- Problem: Which lines in the data below contain the word "Option"? Copy each of them.

*** Opening Data listing ***

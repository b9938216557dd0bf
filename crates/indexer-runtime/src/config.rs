//! Runtime configuration: defaults plus `IX_*` environment overrides.

use std::fmt::Display;
use std::str::FromStr;

use anyhow::{Context, Result};
use indexer_telemetry::TelemetryConfig;
use ix_01_sync_engine::{DatabaseConfig, NodeClientConfig, SyncConfig};
use ix_02_query_api::ApiConfig;
use tracing::{info, warn};

/// Storage backend selection.
#[derive(Clone, Copy, Debug, PartialEq, Eq)]
pub enum StorageBackend {
    /// PostgreSQL through `DatabaseConfig`.
    Postgres,
    /// Process memory; nothing survives a restart.
    Memory,
}

impl FromStr for StorageBackend {
    type Err = String;

    fn from_str(s: &str) -> Result<Self, Self::Err> {
        match s.to_ascii_lowercase().as_str() {
            "postgres" | "postgresql" => Ok(Self::Postgres),
            "memory" => Ok(Self::Memory),
            other => Err(format!("unknown storage backend {other}")),
        }
    }
}

/// Complete indexer configuration.
#[derive(Clone, Debug)]
pub struct IndexerConfig {
    pub telemetry: TelemetryConfig,
    pub storage: StorageBackend,
    pub database: DatabaseConfig,
    pub node: NodeClientConfig,
    pub sync: SyncConfig,
    pub api: ApiConfig,
}

impl Default for IndexerConfig {
    fn default() -> Self {
        Self {
            telemetry: TelemetryConfig::default(),
            storage: StorageBackend::Postgres,
            database: DatabaseConfig::default(),
            node: NodeClientConfig::default(),
            sync: SyncConfig::default(),
            api: ApiConfig::default(),
        }
    }
}

impl IndexerConfig {
    /// Validate every section.
    pub fn validate(&self) -> Result<()> {
        self.sync.validate().context("sync configuration")?;
        self.api.validate().context("api configuration")?;
        if self.storage == StorageBackend::Postgres {
            self.database.validate().context("database configuration")?;
        }
        if self.node.url.is_empty() {
            anyhow::bail!("node url is empty");
        }
        Ok(())
    }
}

/// Load configuration from the process environment.
pub fn load_config() -> IndexerConfig {
    let mut config = IndexerConfig {
        telemetry: TelemetryConfig::from_env(),
        ..Default::default()
    };
    apply_env(&mut config, |key| std::env::var(key).ok());
    config
}

fn parse_into<T>(lookup: &impl Fn(&str) -> Option<String>, key: &str, target: &mut T)
where
    T: FromStr,
    T::Err: Display,
{
    if let Some(raw) = lookup(key) {
        match raw.trim().parse() {
            Ok(value) => *target = value,
            Err(e) => warn!(key, value = %raw, error = %e, "Ignoring invalid environment override"),
        }
    }
}

/// Apply `IX_*` overrides read through `lookup`. Invalid values are ignored.
pub fn apply_env(config: &mut IndexerConfig, lookup: impl Fn(&str) -> Option<String>) {
    if let Some(url) = lookup("IX_DATABASE_URL") {
        config.database.url = url;
        info!("Loaded database url from environment");
    }
    if let Some(url) = lookup("IX_NODE_URL") {
        config.node.url = url;
    }
    parse_into(&lookup, "IX_STORAGE", &mut config.storage);
    parse_into(&lookup, "IX_API_PORT", &mut config.api.port);
    parse_into(&lookup, "IX_BATCH_SIZE", &mut config.sync.batch_size);
    parse_into(&lookup, "IX_CONCURRENT_BATCHES", &mut config.sync.concurrent_batches);
    parse_into(&lookup, "IX_TX_BATCH_SIZE", &mut config.sync.tx_sub_batch_size);
    parse_into(&lookup, "IX_DB_MAX_CONNECTIONS", &mut config.database.max_connections);
    parse_into(&lookup, "IX_DB_MIN_CONNECTIONS", &mut config.database.min_connections);
}
//! # Block Processor
//!
//! Fetches one height from the node, resolves its transactions and hands the
//! assembled block to the store.

use std::sync::Arc;
use std::time::{Duration, Instant};
use tracing::debug;

use indexer_telemetry::metrics::{BLOCKS_INGESTED, BLOCK_DURATION, TRANSACTIONS_INGESTED};

use super::tx_resolver::TransactionResolver;
use crate::domain::{Block, BlockHeader, SyncError};
use crate::ports::{BlockStore, NodeClient};

/// Result of processing one height.
#[derive(Clone, Debug)]
pub struct ProcessedBlock {
    /// The block as written.
    pub block: Block,
    /// Wall-clock time spent on fetch, resolve and store.
    pub duration: Duration,
}

/// Per-height ingestion pipeline.
pub struct BlockProcessor<N: NodeClient, S: BlockStore> {
    node: Arc<N>,
    store: Arc<S>,
    resolver: TransactionResolver<N>,
}

impl<N: NodeClient, S: BlockStore> BlockProcessor<N, S> {
    /// Create a processor.
    pub fn new(node: Arc<N>, store: Arc<S>, tx_sub_batch_size: usize) -> Self {
        let resolver = TransactionResolver::new(Arc::clone(&node), tx_sub_batch_size);
        Self {
            node,
            store,
            resolver,
        }
    }

    /// Ingest the block at `height`.
    ///
    /// Any failing step fails the whole height; nothing is retried here.
    pub async fn process(&self, height: u64) -> Result<ProcessedBlock, SyncError> {
        let started = Instant::now();

        let hash = self
            .node
            .block_hash(height)
            .await
            .map_err(|e| SyncError::fetch(height, e))?;
        let body = self
            .node
            .block(&hash)
            .await
            .map_err(|e| SyncError::fetch(height, e))?;

        let transactions = self.resolver.resolve(height, &body.transaction_ids).await?;

        let block = Block {
            header: BlockHeader {
                height,
                hash,
                timestamp: body.timestamp,
                anchor_height: body.anchor_height,
            },
            transactions,
        };

        self.store
            .store(&block)
            .await
            .map_err(|e| SyncError::persist(height, e))?;

        let duration = started.elapsed();
        BLOCKS_INGESTED.inc();
        TRANSACTIONS_INGESTED.inc_by(block.transaction_count() as f64);
        BLOCK_DURATION.observe(duration.as_secs_f64());

        debug!(
            height,
            txs = block.transaction_count(),
            elapsed_ms = duration.as_millis() as u64,
            "[ix-01] Block stored"
        );

        Ok(ProcessedBlock { block, duration })
    }
}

*** Closing Data listing ***

- Reply:
fn parse_into<T>(lookup: &impl Fn(&str) -> Option<String>, key: &str, target: &mut T)
pub fn apply_env(config: &mut IndexerConfig, lookup: impl Fn(&str) -> Option<String>) {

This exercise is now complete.